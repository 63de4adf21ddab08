//! Accounts and frozen keys across nodes.

use std::sync::Arc;

use serde_json::json;
use tessera::core::frozen_key;
use tessera::identity::Identity;
use tessera::net::{compare_stores, ConnectionId, MessageBody, WireMessage};
use tessera::store::Store;
use tessera::{NodeError, Notification, Side, VerifyResult};
use tessera_testkit::{init_tracing, TestMesh};
use tokio::sync::broadcast;

fn drain(rx: &mut broadcast::Receiver<Notification>) -> Vec<Notification> {
    let mut out = Vec::new();
    while let Ok(notification) = rx.try_recv() {
        out.push(notification);
    }
    out
}

/// Two nodes claim `==alice` at different times before either hears of the
/// other. `first` claims 1s earlier.
async fn race_for_alice(first: usize) -> anyhow::Result<()> {
    let second = 1 - first;
    let mut mesh = TestMesh::new(2);
    mesh.connect_all();
    mesh.pump().await;

    let mut first_rx = mesh.node(first).notifications();
    let mut second_rx = mesh.node(second).notifications();

    let winner = mesh.node(first).sign_up("alice", "first-pw").await?;
    mesh.clock.advance(1_000);
    let loser = mesh.node(second).sign_up("alice", "second-pw").await?;
    mesh.pump().await;

    // The earlier claim is final on both replicas.
    for node in mesh.nodes() {
        let stored = node.store().get(&frozen_key("alice")).await?;
        assert_eq!(stored.map(|r| r.address), Some(winner.address));
    }
    let converged = compare_stores(mesh.node(0).store(), mesh.node(1).store(), "==").await?;
    assert!(converged.is_converged());

    // The first writer refused the later claim outright.
    assert!(drain(&mut first_rx).iter().any(|n| matches!(
        n,
        Notification::Rejected {
            result: VerifyResult::CantOverwrite,
            ..
        }
    )));

    // The later writer replaced its own claim and was told so.
    let events = drain(&mut second_rx);
    let report = events
        .iter()
        .find_map(|n| match n {
            Notification::ConflictResolved(report) => Some(report.clone()),
            _ => None,
        })
        .expect("conflict reported");
    assert_eq!(report.winner, Side::Remote);
    assert_eq!(report.winning_address(), winner.address);
    assert_eq!(report.losing_address(), loser.address);
    assert!(events.contains(&Notification::ClaimSuperseded {
        key: frozen_key("alice"),
        winner: winner.address,
    }));

    // Only the winner's password opens the surviving account.
    let late = Arc::clone(mesh.node(second));
    late.sign_out()?;
    assert!(matches!(
        late.sign_in("alice", "second-pw").await,
        Err(NodeError::WrongPassword)
    ));
    let session = late.sign_in("alice", "first-pw").await?;
    assert_eq!(session.address, winner.address);
    Ok(())
}

#[tokio::test]
async fn test_first_claim_wins_from_node_zero() -> anyhow::Result<()> {
    init_tracing();
    race_for_alice(0).await
}

#[tokio::test]
async fn test_first_claim_wins_from_node_one() -> anyhow::Result<()> {
    init_tracing();
    race_for_alice(1).await
}

/// Two isolated nodes claim `==erin` 1s apart; a third node hears the two
/// claims in the given order.
async fn claims_reach_third_node(delivered_first: usize) -> anyhow::Result<()> {
    let mut mesh = TestMesh::new(3);
    let early = mesh.node(0).sign_up("erin", "early").await?;
    mesh.clock.advance(1_000);
    let late = mesh.node(1).sign_up("erin", "late").await?;
    assert_ne!(early.address, late.address);

    let key = frozen_key("erin");
    let order = [delivered_first, 1 - delivered_first];
    for (n, &from) in order.iter().enumerate() {
        let claim = mesh.node(from).store().get(&key).await?.expect("claim stored");
        let frame = WireMessage::new(MessageBody::Put { record: claim }).encode()?;
        mesh.node(2).on_client_message(&frame, ConnectionId(900 + n as u64)).await?;
    }
    let stored = mesh.node(2).store().get(&key).await?;
    assert_eq!(stored.map(|r| r.address), Some(early.address));

    // Once the late writer asks around, every replica agrees.
    mesh.connect_all();
    mesh.pump().await;
    let late_node = Arc::clone(mesh.node(1));
    let (answer, _) = tokio::join!(late_node.get_fresh(&key), mesh.pump());
    assert!(answer?.is_some());
    mesh.pump().await;
    for node in mesh.nodes() {
        let stored = node.store().get(&key).await?;
        assert_eq!(stored.map(|r| r.address), Some(early.address));
    }
    for i in 1..3 {
        let result = compare_stores(mesh.node(0).store(), mesh.node(i).store(), "==").await?;
        assert!(result.is_converged(), "node-{i}: {result:?}");
    }
    Ok(())
}

#[tokio::test]
async fn test_third_node_keeps_early_claim_heard_first() -> anyhow::Result<()> {
    init_tracing();
    claims_reach_third_node(0).await
}

#[tokio::test]
async fn test_third_node_keeps_early_claim_heard_last() -> anyhow::Result<()> {
    init_tracing();
    claims_reach_third_node(1).await
}

#[tokio::test]
async fn test_sign_up_refuses_known_claim() -> anyhow::Result<()> {
    init_tracing();
    let mut mesh = TestMesh::new(2);
    mesh.connect_all();
    mesh.pump().await;

    let owner = mesh.node(0).sign_up("bob", "pw").await?;
    mesh.pump().await;

    match mesh.node(1).sign_up("bob", "other").await {
        Err(NodeError::UserExists { address, .. }) => assert_eq!(address, owner.address),
        other => panic!("expected UserExists, got {other:?}"),
    }
    Ok(())
}

#[tokio::test]
async fn test_sign_in_fetches_account_from_peer() -> anyhow::Result<()> {
    init_tracing();
    let mut mesh = TestMesh::new(2);
    let account = mesh.node(0).sign_up("carol", "s3cret").await?;

    // node-1 never saw the claim being written.
    mesh.connect_all();
    mesh.pump().await;
    assert!(mesh.node(1).store().get(&frozen_key("carol")).await?.is_none());

    let device = Arc::clone(mesh.node(1));
    let (session, _) = tokio::join!(device.sign_in("carol", "s3cret"), mesh.pump());
    let session = session?;
    assert_eq!(session.address, account.address);
    assert_eq!(device.identity().address()?, account.address);
    assert_eq!(device.session(), Some(session));
    Ok(())
}

#[tokio::test]
async fn test_unknown_user_after_timeout() -> anyhow::Result<()> {
    init_tracing();
    let mut mesh = TestMesh::new(2);
    mesh.connect_all();
    mesh.pump().await;

    let device = Arc::clone(mesh.node(1));
    let (outcome, _) = tokio::join!(device.sign_in("nobody", "pw"), mesh.pump());
    assert!(matches!(outcome, Err(NodeError::UserNotFound(name)) if name == "nobody"));
    Ok(())
}

#[tokio::test]
async fn test_same_account_on_two_devices_never_conflicts() -> anyhow::Result<()> {
    init_tracing();
    let mut mesh = TestMesh::new(2);
    mesh.connect_all();
    mesh.pump().await;

    mesh.node(0).sign_up("dave", "pw").await?;
    mesh.pump().await;
    mesh.node(1).sign_in("dave", "pw").await?;

    let mut rx0 = mesh.node(0).notifications();
    let mut rx1 = mesh.node(1).notifications();

    // Both devices write the same frozen key under the same address.
    mesh.node(0).put(&frozen_key("dave-status"), json!("phone")).await?;
    mesh.clock.advance(1_000);
    mesh.node(1).put(&frozen_key("dave-status"), json!("laptop")).await?;
    mesh.pump().await;

    for rx in [&mut rx0, &mut rx1] {
        let events = drain(rx);
        assert!(!events.iter().any(|n| matches!(
            n,
            Notification::ConflictResolved(_) | Notification::ClaimSuperseded { .. } | Notification::Rejected { .. }
        )));
    }

    // The owner's newer copy replaces the older one everywhere.
    for node in mesh.nodes() {
        let stored = node.store().get(&frozen_key("dave-status")).await?;
        assert_eq!(stored.map(|r| r.value), Some(json!("laptop")));
    }
    Ok(())
}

───

• **What to produce**: Could you find each line in the entries that contains the string "owner" and copy it?

• **Task response**:
    let owner = mesh.node(0).sign_up("bob", "pw").await?;
        Err(NodeError::UserExists { address, .. }) => assert_eq!(address, owner.address),
    // The owner's newer copy replaces the older one everywhere.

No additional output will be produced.